Dalam kesempatan lain dia berkata, "Katakan pada istrimu! Tetap tinggal di rumah dan kembalikan anak pada Al-Qur'an."
Tanggung Jawab Itu Ada di Pundak Kita
Kelak kitalah yang akan diminta tanggung jawabnya. Ibu yang di rahimnya telah Allah titipkan makhluk mungil tak berdosa.
Anak kita bukan anak kakek nenek, apalagi pembantunya.

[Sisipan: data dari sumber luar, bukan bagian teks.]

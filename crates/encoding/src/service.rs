//! Abstraction over the remote encoding service.
//!
//! Everything above the HTTP layer is generic over [`EncodingService`] so
//! it can run against a fake in tests.

use std::sync::Arc;

use async_trait::async_trait;

use batchenc_core::types::ResourceId;

use crate::error::ApiError;
use crate::models::{
    CodecConfig, DefaultManifest, InputConfig, MuxingRequest, OutputConfig, StartEncodingRequest,
    Status, StreamRequest, Task,
};

#[async_trait]
pub trait EncodingService: Send + Sync {
    async fn create_input(&self, input: &InputConfig) -> Result<ResourceId, ApiError>;

    async fn create_output(&self, output: &OutputConfig) -> Result<ResourceId, ApiError>;

    async fn create_codec_config(&self, config: &CodecConfig) -> Result<ResourceId, ApiError>;

    async fn create_encoding(
        &self,
        name: &str,
        description: Option<&str>,
    ) -> Result<ResourceId, ApiError>;

    async fn create_stream(
        &self,
        encoding_id: &str,
        stream: &StreamRequest,
    ) -> Result<ResourceId, ApiError>;

    async fn create_muxing(
        &self,
        encoding_id: &str,
        muxing: &MuxingRequest,
    ) -> Result<ResourceId, ApiError>;

    async fn create_default_manifest(
        &self,
        manifest: &DefaultManifest,
    ) -> Result<ResourceId, ApiError>;

    async fn start_encoding(
        &self,
        encoding_id: &str,
        request: &StartEncodingRequest,
    ) -> Result<(), ApiError>;

    async fn encoding_status(&self, encoding_id: &str) -> Result<Task, ApiError>;

    /// Number of encodings currently in `status`.
    async fn count_encodings(&self, status: Status) -> Result<u64, ApiError>;
}

#[async_trait]
impl<S: EncodingService + ?Sized> EncodingService for Arc<S> {
    async fn create_input(&self, input: &InputConfig) -> Result<ResourceId, ApiError> {
        (**self).create_input(input).await
    }

    async fn create_output(&self, output: &OutputConfig) -> Result<ResourceId, ApiError> {
        (**self).create_output(output).await
    }

    async fn create_codec_config(&self, config: &CodecConfig) -> Result<ResourceId, ApiError> {
        (**self).create_codec_config(config).await
    }

    async fn create_encoding(
        &self,
        name: &str,
        description: Option<&str>,
    ) -> Result<ResourceId, ApiError> {
        (**self).create_encoding(name, description).await
    }

    async fn create_stream(
        &self,
        encoding_id: &str,
        stream: &StreamRequest,
    ) -> Result<ResourceId, ApiError> {
        (**self).create_stream(encoding_id, stream).await
    }

    async fn create_muxing(
        &self,
        encoding_id: &str,
        muxing: &MuxingRequest,
    ) -> Result<ResourceId, ApiError> {
        (**self).create_muxing(encoding_id, muxing).await
    }

    async fn create_default_manifest(
        &self,
        manifest: &DefaultManifest,
    ) -> Result<ResourceId, ApiError> {
        (**self).create_default_manifest(manifest).await
    }

    async fn start_encoding(
        &self,
        encoding_id: &str,
        request: &StartEncodingRequest,
    ) -> Result<(), ApiError> {
        (**self).start_encoding(encoding_id, request).await
    }

    async fn encoding_status(&self, encoding_id: &str) -> Result<Task, ApiError> {
        (**self).encoding_status(encoding_id).await
    }

    async fn count_encodings(&self, status: Status) -> Result<u64, ApiError> {
        (**self).count_encodings(status).await
    }
}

Kitalah baby sitter pilihan Allah SWT. Maka tugas pengasuhan tidak boleh
dipindah tangan.
Saat ini banyak fenomena anak 'yatim piatu' padahal kedua
orang tuanya masih hidup. Mereka anak yang diabaikan,
jiwanya kosong, merasa kesepian di tengah keramaian.
|
Keluarga yang hangat dan penuh kasih sayang tempat anak mendapat perlindungan.(www.yana8nurel6bdkbaik.deviantart.com) |
|
|
Fenomena ini telah diketahui sejak beberapa tahun yang
lalu. Seorang remaja datang kepada Elly Risman mencurahkan kegelisahan
hatinya.
Generasi galau yang rapuh. Seharusnya rumah menjadi
tempat penawar dahaga, ada ayah yang perhatian dan ibu yang penuh kasih
sayang. Pelukan hangat dan perbincangan renyah di malam hari.
Momen yang mungkin sangat dirindukan anak kita, tapi apa
daya. Mereka harus kembali menelan kekecewaan karena hanya mendapati
rumah yang sunyi, dingin. Hanya ada pembantu tanpa kehadiran orang tua.
Ukhtifillah, bagaimana kelak kita menjawab pertanyaan Allah karena meninggalkan generasi yang lemah dan rapuh?
Keluarga Benteng yang Terakhir
LGBT sedang berada di puncaknya. Bermula ketika bendera
pelangi berkibar, merayakan kemenangan atas disahkannya pernikahan
sejenis di AS.
Tenggorokan seperti tercekik. Cemas dengan masa depan anak kita di tengah kerusakan masif yang merajalela.
Kini media telah menjadi corong tersebarnya perilaku menyimpang itu. Televisi, radio, media sosial, media elektronik, dan media cetak.
Beberapa waktu lalu kita sempat dikejutkan dengan kemunculan komunitas LGBT yang beranggotakan anak usia remaja. Mereka tidak lagi malu menunjukkan orientasi seksnya yang menyimpang di media sosial. Tidak hanya remaja, pemikiran dan perilaku LGBT juga menyasar anak-anak.
Kartun menjadi pintu pertama mengenalkan LGBT
pada anak. Mereka juga masuk melalui games hingga kurikulum sekolah.
Tidak main-main kerasnya perjuangan mereka. Saat ini mulai terlihat hasilnya, ditandai dengan kemunculan generasi Alay. Laki-lakinya 'melambai' wanitanya jantan.
Pornografi juga menyelinap dengan mudah ke rumah kita melalui gadget. Di tengah-tengah dahsyatnya tantangan zaman, keluarga
menjadi benteng terakhir yang bisa menjaga anak kita dari nilai-nilai
yang buruk.
Ukhtifillah, sudah saatnya kita pulang. Janganlah
marah ketika suami meminta kita tinggal di rumah. Membantu perekonomian
keluarga tidak harus meninggalkan rumah. Ada banyak jalan. Biarkan suami berkata dengan gagah, "Biar abi aja yang cari duit."